* _About this exercise_
Tally up the lines below containing the string "return", then write the number alone.

== Segment start ==

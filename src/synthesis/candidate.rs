use super::forms::resolve_available_form;
use super::rules::{form_item, form_signature_move, is_dual_gender_form, is_ignored_form, is_shiny_locked};
use crate::entity::Entity;
use crate::request::{EncounterRequest, Rejection};
use crate::services::{LegalityBackend, LegalizationResult};
use crate::trainer::TrainerInfo;
use schema::Gender;
use tracing::debug;

/// Result of the direct synthesis stage.
#[derive(Debug, Clone, PartialEq)]
pub enum CandidateOutcome {
    /// The set pipeline produced a valid entity of the requested form
    Accepted(Entity),
    /// The pipeline attempt did not satisfy the request; carries the resolved
    /// working blank for the fallback search
    Declined(Entity),
    /// The request was dropped before any attempt was made
    Rejected(Rejection),
}

impl CandidateOutcome {
    /// Whether a synthesis attempt was spent producing this outcome.
    pub fn consumed_attempt(&self) -> bool {
        !matches!(self, CandidateOutcome::Rejected(_))
    }
}

/// Builds an entity by round-tripping a resolved blank through set text and
/// the backend's set pipeline.
pub struct CandidateSynthesizer<'a, B: LegalityBackend + ?Sized> {
    backend: &'a B,
}

impl<'a, B: LegalityBackend + ?Sized> CandidateSynthesizer<'a, B> {
    pub fn new(backend: &'a B) -> Self {
        CandidateSynthesizer { backend }
    }

    pub fn synthesize(
        &self,
        blank: Entity,
        trainer: &TrainerInfo,
        request: &EncounterRequest,
    ) -> CandidateOutcome {
        let blank = match self.resolve_blank(blank, trainer, request) {
            Ok(blank) => blank,
            Err(rejection) => return CandidateOutcome::Rejected(rejection),
        };

        let text = self.set_text(&blank, request);
        let Some(mut set) = self.backend.parse(&text) else {
            debug!(text = %text, "Set text did not parse");
            return CandidateOutcome::Declined(blank);
        };
        set.format = trainer.generation;
        set.normalize(trainer.game.context());

        let mut template = self.backend.blank(trainer.generation, trainer.game);
        self.backend.apply_set_details(&mut template, &set);
        let (result, entity) = self.backend.try_convert(trainer, &set, &template);

        if result == LegalizationResult::Regenerated
            && request.accepts_form(entity.form)
            && self.backend.is_valid(&entity)
        {
            CandidateOutcome::Accepted(entity)
        } else {
            debug!(
                species = %blank.species,
                form = blank.form,
                ?result,
                "Direct synthesis declined"
            );
            CandidateOutcome::Declined(blank)
        }
    }

    /// Stamp species, gender and form onto the blank, rejecting combinations
    /// that cannot be produced for this trainer.
    pub fn resolve_blank(
        &self,
        mut blank: Entity,
        trainer: &TrainerInfo,
        request: &EncounterRequest,
    ) -> Result<Entity, Rejection> {
        blank.species = request.species;
        blank.gender = blank.sane_gender();

        if is_dual_gender_form(blank.species) {
            match request.form {
                None => blank.form = blank.gender.index(),
                Some(form) => blank.gender = Gender::from_index(form).unwrap_or(blank.gender),
            }
        }

        blank = match request.form {
            Some(form) => {
                blank.form = form;
                if let Some(item) = form_item(trainer.game, blank.species, form) {
                    blank.held_item = item;
                }
                if let Some((slot, move_id)) = form_signature_move(blank.species, form) {
                    blank.moves[slot] = move_id;
                }
                blank
            }
            None => resolve_available_form(blank, trainer)?,
        };

        if is_ignored_form(
            blank.species,
            blank.form,
            trainer.generation,
            blank.origin_generation(),
        ) {
            debug!(species = %blank.species, form = blank.form, "Form ignored for trainer generation");
            return Err(Rejection::IgnoredForm);
        }
        Ok(blank)
    }

    /// First line of the blank's set text plus the requested flags.
    fn set_text(&self, blank: &Entity, request: &EncounterRequest) -> String {
        let full = self.backend.to_text(blank);
        let mut text = full.lines().next().unwrap_or_default().to_string();
        if request.shiny && !is_shiny_locked(blank.species, blank.form) {
            text.push_str("\nShiny: Yes");
        }
        if request.alpha && blank.format.has_alpha() {
            text.push_str("\nAlpha: Yes");
        }
        text
    }
}
use crate::entity::Entity;
use schema::Species;
use serde::{Deserialize, Serialize};
use std::fmt;

/// What the caller asks the engine to produce.
#[derive(Debug, Clone, Copy, PartialEq, Eq, Serialize, Deserialize)]
pub struct EncounterRequest {
    pub species: Species,
    /// `None` picks any form obtainable in the target game.
    pub form: Option<u8>,
    pub shiny: bool,
    pub alpha: bool,
}

impl EncounterRequest {
    pub fn new(species: Species) -> Self {
        EncounterRequest {
            species,
            form: None,
            shiny: false,
            alpha: false,
        }
    }

    pub fn with_form(mut self, form: u8) -> Self {
        self.form = Some(form);
        self
    }

    pub fn shiny(mut self, shiny: bool) -> Self {
        self.shiny = shiny;
        self
    }

    pub fn alpha(mut self, alpha: bool) -> Self {
        self.alpha = alpha;
        self
    }

    /// Whether `form` satisfies the requested form.
    pub fn accepts_form(&self, form: u8) -> bool {
        self.form.map_or(true, |requested| requested == form)
    }
}

/// Why no entity was produced. None of these are errors: the combination is
/// simply not obtainable right now.
#[derive(Debug, Clone, Copy, PartialEq, Eq, Serialize, Deserialize)]
pub enum Rejection {
    /// The species has no form present in the target game
    Unobtainable,
    /// The resolved species/form is excluded for the trainer's generation
    IgnoredForm,
    /// No encounter template passed validation
    NoLegalEncounter,
    /// The adapted template could not be converted to the target record type
    ConversionFailed,
    /// The adapted template failed validation
    AdaptedInvalid,
    /// The entity no longer validated after conversion to the target record type
    ConvertedInvalid,
    /// Forcing the requested form onto the adapted template failed validation
    ForcedFormInvalid,
}

impl fmt::Display for Rejection {
    fn fmt(&self, f: &mut fmt::Formatter<'_>) -> fmt::Result {
        let reason = match self {
            Rejection::Unobtainable => "species/form not present in the target game",
            Rejection::IgnoredForm => "form excluded for the trainer's generation",
            Rejection::NoLegalEncounter => "no encounter template passed validation",
            Rejection::ConversionFailed => "template could not be converted",
            Rejection::AdaptedInvalid => "adapted template failed validation",
            Rejection::ConvertedInvalid => "converted entity failed validation",
            Rejection::ForcedFormInvalid => "forced form failed validation",
        };
        write!(f, "{}", reason)
    }
}

/// Outcome of one synthesis call.
#[derive(Debug, Clone, PartialEq)]
pub enum Synthesis {
    /// Built directly through the set pipeline
    Direct(Entity),
    /// Adapted from a legal encounter template
    Adapted(Entity),
    Rejected(Rejection),
}

/// A synthesis outcome together with the attempts it consumed.
#[derive(Debug, Clone, PartialEq)]
pub struct Attempt {
    pub outcome: Synthesis,
    pub attempts: u32,
}

impl Attempt {
    pub fn direct(entity: Entity) -> Self {
        Attempt {
            outcome: Synthesis::Direct(entity),
            attempts: 1,
        }
    }

    pub fn adapted(entity: Entity) -> Self {
        Attempt {
            outcome: Synthesis::Adapted(entity),
            attempts: 1,
        }
    }

    pub fn rejected(rejection: Rejection, attempts: u32) -> Self {
        Attempt {
            outcome: Synthesis::Rejected(rejection),
            attempts,
        }
    }

    pub fn entity(&self) -> Option<&Entity> {
        match &self.outcome {
            Synthesis::Direct(entity) | Synthesis::Adapted(entity) => Some(entity),
            Synthesis::Rejected(_) => None,
        }
    }

    pub fn into_entity(self) -> Option<Entity> {
        match self.outcome {
            Synthesis::Direct(entity) | Synthesis::Adapted(entity) => Some(entity),
            Synthesis::Rejected(_) => None,
        }
    }

    pub fn rejection(&self) -> Option<Rejection> {
        match self.outcome {
            Synthesis::Rejected(rejection) => Some(rejection),
            _ => None,
        }
    }

    /// Apply `f` to a produced entity; rejections pass through untouched.
    pub fn and_then(self, f: impl FnOnce(Entity) -> Result<Entity, Rejection>) -> Self {
        let attempts = self.attempts;
        let rewrap = |result: Result<Entity, Rejection>, adapted: bool| match result {
            Ok(entity) if adapted => Attempt::adapted(entity),
            Ok(entity) => Attempt::direct(entity),
            Err(rejection) => Attempt::rejected(rejection, attempts),
        };
        match self.outcome {
            Synthesis::Direct(entity) => Attempt {
                attempts,
                ..rewrap(f(entity), false)
            },
            Synthesis::Adapted(entity) => Attempt {
                attempts,
                ..rewrap(f(entity), true)
            },
            Synthesis::Rejected(_) => self,
        }
    }
}
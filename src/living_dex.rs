//! Living set generation: one legal entity per species (or per form) for a save.

use crate::entity::Entity;
use crate::personal::{dex_additions, form_count, is_present_in_game};
use crate::request::{Attempt, EncounterRequest};
use crate::services::{LegalityBackend, SaveContainer};
use crate::synthesis::EncounterSynthesizer;
use crate::trainer::{TrainerInfo, TrainerSettings};
use schema::{GameContext, GameVersion, RecordFormat, Species};
use serde::{Deserialize, Serialize};
use tracing::{debug, info};

/// Options applied to every request of a living set.
#[derive(Debug, Clone, Copy, Default, PartialEq, Eq, Serialize, Deserialize)]
#[serde(default)]
pub struct LivingDexSettings {
    pub include_forms: bool,
    pub set_shiny: bool,
    pub set_alpha: bool,
}

/// Entities generated for a living set, with the attempts they cost.
#[derive(Debug, Clone, Default, PartialEq)]
pub struct LivingSet {
    pub entities: Vec<Entity>,
    pub attempts: u32,
}

pub struct LivingDexGenerator<'a, B: LegalityBackend + ?Sized> {
    synthesizer: EncounterSynthesizer<'a, B>,
    trainers: Option<&'a TrainerSettings>,
}

impl<'a, B: LegalityBackend + ?Sized> LivingDexGenerator<'a, B> {
    pub fn new(backend: &'a B) -> Self {
        LivingDexGenerator {
            synthesizer: EncounterSynthesizer::new(backend),
            trainers: None,
        }
    }

    pub fn with_max_candidates(mut self, max_candidates: usize) -> Self {
        self.synthesizer = self.synthesizer.with_max_candidates(max_candidates);
        self
    }

    /// Stamp entities with trainers from the database instead of the save's own.
    pub fn with_trainer_settings(mut self, trainers: &'a TrainerSettings) -> Self {
        self.trainers = Some(trainers);
        self
    }

    /// Trainer generated entities are created for.
    pub fn trainer_for<S: SaveContainer + ?Sized>(&self, save: &S) -> TrainerInfo {
        let own = save.trainer();
        match self.trainers {
            Some(settings) => settings.get_saved_trainer_data(
                save.game(),
                save.generation(),
                Some(&own),
                Some(own.language),
            ),
            None => own,
        }
    }

    /// One entity for the save, retrying Gen 2 saves with a Yellow trainer.
    pub fn get_random_encounter<S: SaveContainer + ?Sized>(
        &self,
        save: &S,
        request: &EncounterRequest,
    ) -> Attempt {
        let trainer = self.trainer_for(save);
        self.encounter_for(save, &trainer, request)
    }

    fn encounter_for<S: SaveContainer + ?Sized>(
        &self,
        save: &S,
        trainer: &TrainerInfo,
        request: &EncounterRequest,
    ) -> Attempt {
        let attempt = self.synthesizer.get_random_encounter(trainer, request);
        if attempt.entity().is_some() || save.generation() != 2 {
            return attempt;
        }

        debug!(species = %request.species, "Retrying with a Gen 1 trainer");
        let mut yellow = TrainerInfo::new(GameVersion::Yellow).with_language(trainer.language);
        yellow.ot_name = trainer.ot_name.clone();
        yellow.tid = trainer.tid;
        let retry = EncounterRequest::new(request.species)
            .with_form(0)
            .shiny(request.shiny);

        let fallback = self
            .synthesizer
            .get_random_encounter(&yellow, &retry)
            .and_then(|entity| self.synthesizer.convert_to(entity, RecordFormat::Pk2));
        Attempt {
            attempts: attempt.attempts + fallback.attempts,
            ..fallback
        }
    }

    /// One entity per species, or per obtainable form when `include_forms` is set.
    /// Combinations that cannot be synthesized are left out.
    pub fn generate_living_set<S: SaveContainer + ?Sized>(
        &self,
        save: &S,
        species: &[Species],
        settings: LivingDexSettings,
    ) -> LivingSet {
        let trainer = self.trainer_for(save);
        let context = save.record_format().context();
        let skip_absent_forms = matches!(
            context,
            GameContext::SwordShield | GameContext::LegendsArceus
        );

        let mut set = LivingSet::default();
        for &id in species {
            let requests: Vec<EncounterRequest> = if settings.include_forms {
                (0..form_count(context, id))
                    .filter(|&form| !skip_absent_forms || is_present_in_game(context, id, form))
                    .map(|form| EncounterRequest::new(id).with_form(form))
                    .collect()
            } else {
                vec![EncounterRequest::new(id)]
            };

            for request in requests {
                let request = request.shiny(settings.set_shiny).alpha(settings.set_alpha);
                let attempt = self.encounter_for(save, &trainer, &request);
                set.attempts += attempt.attempts;
                match attempt.into_entity() {
                    Some(mut entity) => {
                        entity.heal();
                        set.entities.push(entity);
                    }
                    None => debug!(species = %id, form = ?request.form, "Left out of living set"),
                }
            }
        }
        set
    }

    /// A living set of every species the save's game can hold.
    pub fn generate_living_dex<S: SaveContainer + ?Sized>(
        &self,
        save: &S,
        settings: LivingDexSettings,
    ) -> LivingSet {
        let species = living_dex_species(save);
        let set = self.generate_living_set(save, &species, settings);
        info!(
            game = %save.game(),
            requested = species.len(),
            generated = set.entities.len(),
            attempts = set.attempts,
            "Generated living dex"
        );
        set
    }
}

/// Species ids a full living dex for this save should request.
pub fn living_dex_species<S: SaveContainer + ?Sized>(save: &S) -> Vec<Species> {
    let context = save.record_format().context();
    let additions = dex_additions(context);
    (1..=save.max_species_id())
        .map(Species)
        .filter(|&species| match context {
            GameContext::LetsGo => {
                species.id() <= 151 || species == Species::MELTAN || species == Species::MELMETAL
            }
            GameContext::SwordShield => {
                is_present_in_game(context, species, 0) || additions.contains(&species)
            }
            GameContext::Bdsp => is_present_in_game(context, species, 0),
            _ => true,
        })
        .collect()
}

== Segment end ==

* _Task solution_
4